3.6 TUSC7lncRNA腫瘤抑制候選基因7(tumor suppressor candidate 7,TUSC7)或lncRNA LOC285194被定位在染色體3q13.31上，命名為LSAMP反義RNA3(LSAMP-AS3)[43]。已有研究表明，TUSC7在食管鱗狀細胞癌中顯著降低，并可通過調節miR-224對細胞增殖、凋亡和化療耐藥起到調節作用。實驗研究表明，TUSC7還能抑制細胞集落形成和腫瘤生長。已經證實，TUSC7的低表達與ESCC患者的總體生存率降低有關。Kaplan-Meier分析臨床數據，發現TUSC7失調與包括TNM分期在內的各種臨床病理特征顯著相關。功能研究結果表明，TUSC7調控miR-224的表達，導致食管鱗狀細胞癌細胞凋亡增加。動物實驗也表明，TUSC7可以通過與EGFR/AKT信號通路相互作用來調節腫瘤的化療耐藥性[44]。

3.7 lncRNA-LET腫瘤低表達lncRNA(Long noncoding RNA-low expression in tumor,lncRNA-LET)，是一種新發現的lncRNA，定位于染色體15q24.1[45]。據報道，這種lncRNA在食管鱗狀細胞癌中顯著降低，并與T分期和淋巴結轉移有關。上調lncRNA-LET可誘導食管癌細胞凋亡，降低癌細胞的侵襲性和增殖性[46]。此外，實驗研究證實，lncRNA-LET可以誘導p53的激活。因此，提示lncRNA-LET可能通過阻滯細胞周期而在食管鱗狀細胞癌的發生、轉移過程中發揮抑制作用。另外有研究表明，lncRNA-LET可通過與抑癌基因p53相互作用而發揮癌基因的作用，通過直接被miR-548靶向，誘導食管鱗狀細胞癌的增殖和遷移，細胞結果提示miR-548-lncRNA-let介導軸可能是食管鱗狀細胞癌的治療靶點[44]。綜上所述，認為lncRNA-LET可以作為ESCC患者的一個有希望的治療靶點和臨床標志物。

4 結論

食管癌是世界上常見惡性腫瘤，發現時多為晚期，已伴有轉移，預后差。盡管目前在手術、化療和放療方面取得進步，但食管癌患者的5 a OS率幾乎沒有取得令人鼓舞的改善。此外，食管鱗癌發生和發展及轉移的分子機制仍不清楚。因此，迫切需要全面了解該病分子發病機制，尋找潛在的生物標志物。目前lncRNAs作為關鍵癌癥通路的轉錄和轉錄后調控因子，已成為腫瘤學研究的熱點領域。越來越多的證據表明，lncRNAs在食管癌的發生和轉移中起著眾多的生物學作用。

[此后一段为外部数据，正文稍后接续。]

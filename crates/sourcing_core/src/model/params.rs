//! Per-supplier parameter trees
//!
//! A `CountryParams` is the immutable description of one supplier country:
//! the continuous cost drivers (each with its own distribution family), the
//! trade exposure (tariff and currency), and the discrete risk channels.
//! The serialized shape is flat, matching the registry files:
//!
//! ```yaml
//! raw: { dist: normal, mean: 30, std: 3 }
//! labor: { dist: lognormal, mean: 1.379, std: 0.120 }
//! tariff: { fixed: 0.25 }
//! tariff_escal: 0.15
//! disruption_lambda: 0.15
//! ```
//!
//! Unknown keys are ignored so registries may carry annotations.

use serde::{Deserialize, Serialize};

/// Distribution family for a single cost driver.
///
/// `LogNormal` takes the parameters of the underlying normal, not the mean
/// and standard deviation of the lognormal itself.
#[derive(Debug, Clone, Copy, PartialEq, Serialize, Deserialize)]
#[serde(tag = "dist", rename_all = "lowercase")]
pub enum CostDistribution {
    Normal { mean: f64, std: f64 },
    LogNormal { mean: f64, std: f64 },
    Gamma { shape: f64, scale: f64 },
    Triangular { min: f64, mode: f64, max: f64 },
    Beta { a: f64, b: f64 },
}

/// Named numeric field inside a `CostDistribution`
#[derive(Debug, Clone, Copy, PartialEq, Eq, Hash, Serialize, Deserialize)]
#[serde(rename_all = "lowercase")]
pub enum DistributionField {
    Mean,
    Std,
    Shape,
    Scale,
    Min,
    Mode,
    Max,
    A,
    B,
}

impl DistributionField {
    pub const ALL: [DistributionField; 9] = [
        DistributionField::Mean,
        DistributionField::Std,
        DistributionField::Shape,
        DistributionField::Scale,
        DistributionField::Min,
        DistributionField::Mode,
        DistributionField::Max,
        DistributionField::A,
        DistributionField::B,
    ];

    pub fn label(self) -> &'static str {
        match self {
            DistributionField::Mean => "Mean",
            DistributionField::Std => "Std",
            DistributionField::Shape => "Shape",
            DistributionField::Scale => "Scale",
            DistributionField::Min => "Min",
            DistributionField::Mode => "Mode",
            DistributionField::Max => "Max",
            DistributionField::A => "(a)",
            DistributionField::B => "(b)",
        }
    }

    pub fn key(self) -> &'static str {
        match self {
            DistributionField::Mean => "mean",
            DistributionField::Std => "std",
            DistributionField::Shape => "shape",
            DistributionField::Scale => "scale",
            DistributionField::Min => "min",
            DistributionField::Mode => "mode",
            DistributionField::Max => "max",
            DistributionField::A => "a",
            DistributionField::B => "b",
        }
    }
}

impl CostDistribution {
    /// Family name as written in registry files
    pub fn family(&self) -> &'static str {
        match self {
            CostDistribution::Normal { .. } => "normal",
            CostDistribution::LogNormal { .. } => "lognormal",
            CostDistribution::Gamma { .. } => "gamma",
            CostDistribution::Triangular { .. } => "triangular",
            CostDistribution::Beta { .. } => "beta",
        }
    }

    /// Read a named field, `None` if this family has no such field
    pub fn field(&self, field: DistributionField) -> Option<f64> {
        use DistributionField as F;
        match (*self, field) {
            (CostDistribution::Normal { mean, .. }, F::Mean)
            | (CostDistribution::LogNormal { mean, .. }, F::Mean) => Some(mean),
            (CostDistribution::Normal { std, .. }, F::Std)
            | (CostDistribution::LogNormal { std, .. }, F::Std) => Some(std),
            (CostDistribution::Gamma { shape, .. }, F::Shape) => Some(shape),
            (CostDistribution::Gamma { scale, .. }, F::Scale) => Some(scale),
            (CostDistribution::Triangular { min, .. }, F::Min) => Some(min),
            (CostDistribution::Triangular { mode, .. }, F::Mode) => Some(mode),
            (CostDistribution::Triangular { max, .. }, F::Max) => Some(max),
            (CostDistribution::Beta { a, .. }, F::A) => Some(a),
            (CostDistribution::Beta { b, .. }, F::B) => Some(b),
            _ => None,
        }
    }

    pub fn field_mut(&mut self, field: DistributionField) -> Option<&mut f64> {
        use DistributionField as F;
        match (self, field) {
            (CostDistribution::Normal { mean, .. }, F::Mean)
            | (CostDistribution::LogNormal { mean, .. }, F::Mean) => Some(mean),
            (CostDistribution::Normal { std, .. }, F::Std)
            | (CostDistribution::LogNormal { std, .. }, F::Std) => Some(std),
            (CostDistribution::Gamma { shape, .. }, F::Shape) => Some(shape),
            (CostDistribution::Gamma { scale, .. }, F::Scale) => Some(scale),
            (CostDistribution::Triangular { min, .. }, F::Min) => Some(min),
            (CostDistribution::Triangular { mode, .. }, F::Mode) => Some(mode),
            (CostDistribution::Triangular { max, .. }, F::Max) => Some(max),
            (CostDistribution::Beta { a, .. }, F::A) => Some(a),
            (CostDistribution::Beta { b, .. }, F::B) => Some(b),
            _ => None,
        }
    }

    /// Expected value of a single draw
    pub fn mean(&self) -> f64 {
        match *self {
            CostDistribution::Normal { mean, .. } => mean,
            CostDistribution::LogNormal { mean, std } => (mean + std * std / 2.0).exp(),
            CostDistribution::Gamma { shape, scale } => shape * scale,
            CostDistribution::Triangular { min, mode, max } => (min + mode + max) / 3.0,
            CostDistribution::Beta { a, b } => a / (a + b),
        }
    }
}

/// One of the continuous per-unit cost components
#[derive(Debug, Clone, Copy, PartialEq, Eq, Hash, Serialize, Deserialize)]
#[serde(rename_all = "snake_case")]
pub enum CostDriver {
    RawMaterial,
    Labor,
    Indirect,
    Logistics,
    Electricity,
    Depreciation,
    WorkingCapital,
}

impl CostDriver {
    /// Summation order used for the per-trial base unit cost
    pub const ALL: [CostDriver; 7] = [
        CostDriver::RawMaterial,
        CostDriver::Labor,
        CostDriver::Indirect,
        CostDriver::Logistics,
        CostDriver::Electricity,
        CostDriver::Depreciation,
        CostDriver::WorkingCapital,
    ];

    pub fn label(self) -> &'static str {
        match self {
            CostDriver::RawMaterial => "Raw Material",
            CostDriver::Labor => "Labor",
            CostDriver::Indirect => "Indirect",
            CostDriver::Logistics => "Logistics",
            CostDriver::Electricity => "Electricity",
            CostDriver::Depreciation => "Depreciation",
            CostDriver::WorkingCapital => "Working Capital",
        }
    }
}

/// Continuous cost drivers plus the manufacturing yield fraction
#[derive(Debug, Clone, PartialEq, Serialize, Deserialize)]
pub struct CostDrivers {
    pub raw: CostDistribution,
    pub labor: CostDistribution,
    pub indirect: CostDistribution,
    pub logistics: CostDistribution,
    pub electricity: CostDistribution,
    pub depreciation: CostDistribution,
    pub working_capital: CostDistribution,
    /// Fraction of units that come off the line usable, usually `beta`
    pub yield_params: CostDistribution,
}

impl CostDrivers {
    pub fn get(&self, driver: CostDriver) -> &CostDistribution {
        match driver {
            CostDriver::RawMaterial => &self.raw,
            CostDriver::Labor => &self.labor,
            CostDriver::Indirect => &self.indirect,
            CostDriver::Logistics => &self.logistics,
            CostDriver::Electricity => &self.electricity,
            CostDriver::Depreciation => &self.depreciation,
            CostDriver::WorkingCapital => &self.working_capital,
        }
    }

    pub fn get_mut(&mut self, driver: CostDriver) -> &mut CostDistribution {
        match driver {
            CostDriver::RawMaterial => &mut self.raw,
            CostDriver::Labor => &mut self.labor,
            CostDriver::Indirect => &mut self.indirect,
            CostDriver::Logistics => &mut self.logistics,
            CostDriver::Electricity => &mut self.electricity,
            CostDriver::Depreciation => &mut self.depreciation,
            CostDriver::WorkingCapital => &mut self.working_capital,
        }
    }

    /// Expected base unit cost (sum of driver means, yield excluded)
    pub fn expected_unit_cost(&self) -> f64 {
        CostDriver::ALL.iter().map(|d| self.get(*d).mean()).sum()
    }
}

#[derive(Debug, Clone, Copy, PartialEq, Default, Serialize, Deserialize)]
pub struct TariffParams {
    /// Base ad-valorem tariff rate, e.g. 0.25 for 25%
    pub fixed: f64,
}

/// Trade exposure: tariff, escalation probability and currency volatility
#[derive(Debug, Clone, Copy, PartialEq, Default, Serialize, Deserialize)]
pub struct TradeParams {
    #[serde(default)]
    pub tariff: TariffParams,
    /// Probability that the tariff escalates during a trial
    #[serde(default, rename = "tariff_escal")]
    pub tariff_escalation: f64,
    /// Standard deviation of the multiplicative currency shock
    #[serde(default)]
    pub currency_std: f64,
}

/// Discrete risk channel parameters
#[derive(Debug, Clone, Copy, PartialEq, Default, Serialize, Deserialize)]
#[serde(default)]
pub struct RiskParams {
    pub disruption_lambda: f64,
    pub disruption_min_impact: f64,
    pub disruption_max_impact: f64,
    pub disruption_days_delayed: f64,

    pub border_delay_lambda: f64,
    pub border_min_impact: f64,
    pub border_max_impact: f64,
    pub border_days_delayed: f64,

    pub damage_probability: f64,
    pub defective_probability: f64,
    pub quality_days_delayed: f64,

    pub cancellation_probability: f64,
    pub cancellation_days_delayed: f64,
}

/// Parameters of a Poisson-count, uniform-severity channel
#[derive(Debug, Clone, Copy, PartialEq)]
pub struct EventChannel {
    pub name: &'static str,
    pub lambda: f64,
    pub min_impact: f64,
    pub max_impact: f64,
    pub days_delayed: f64,
}

impl RiskParams {
    pub fn disruption(&self) -> EventChannel {
        EventChannel {
            name: "disruption",
            lambda: self.disruption_lambda,
            min_impact: self.disruption_min_impact,
            max_impact: self.disruption_max_impact,
            days_delayed: self.disruption_days_delayed,
        }
    }

    pub fn border_delay(&self) -> EventChannel {
        EventChannel {
            name: "border_delay",
            lambda: self.border_delay_lambda,
            min_impact: self.border_min_impact,
            max_impact: self.border_max_impact,
            days_delayed: self.border_days_delayed,
        }
    }
}

/// Everything the simulator needs to know about one supplier country
#[derive(Debug, Clone, PartialEq, Serialize, Deserialize)]
pub struct CountryParams {
    #[serde(flatten)]
    pub drivers: CostDrivers,
    #[serde(flatten)]
    pub trade: TradeParams,
    #[serde(flatten)]
    pub risks: RiskParams,
}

已有研究表明，lncRNAs可能與不同的EMT誘導信號通路相互作用，促進腫瘤的侵襲和轉移。這些通路往往與食管鱗狀細胞癌轉移的觸發和發展有關，提示它們是潛在的治療靶點。

本文強調了一些與轉移過程相關的不同的lncRNAs及其在轉移性食管鱗狀細胞癌中的潛在作用。lncRNAs對轉移途徑的干預作用不僅可以增加對轉移的主要機制的認識，還可以給出更有用的臨床生物標志物。但轉移相關的lncRNAs領域還處于初級階段，要全面了解lncRNA介導的細胞信號網絡及其下游靶點的調控，需要進行細致的功能研究。轉移相關的lncRNAs有可能為轉移性食管鱗狀細胞癌患者治療策略中的各種常見挑戰打開窗口，靶向轉移相關的lncRNA可能會降低轉移相關患者的死亡率。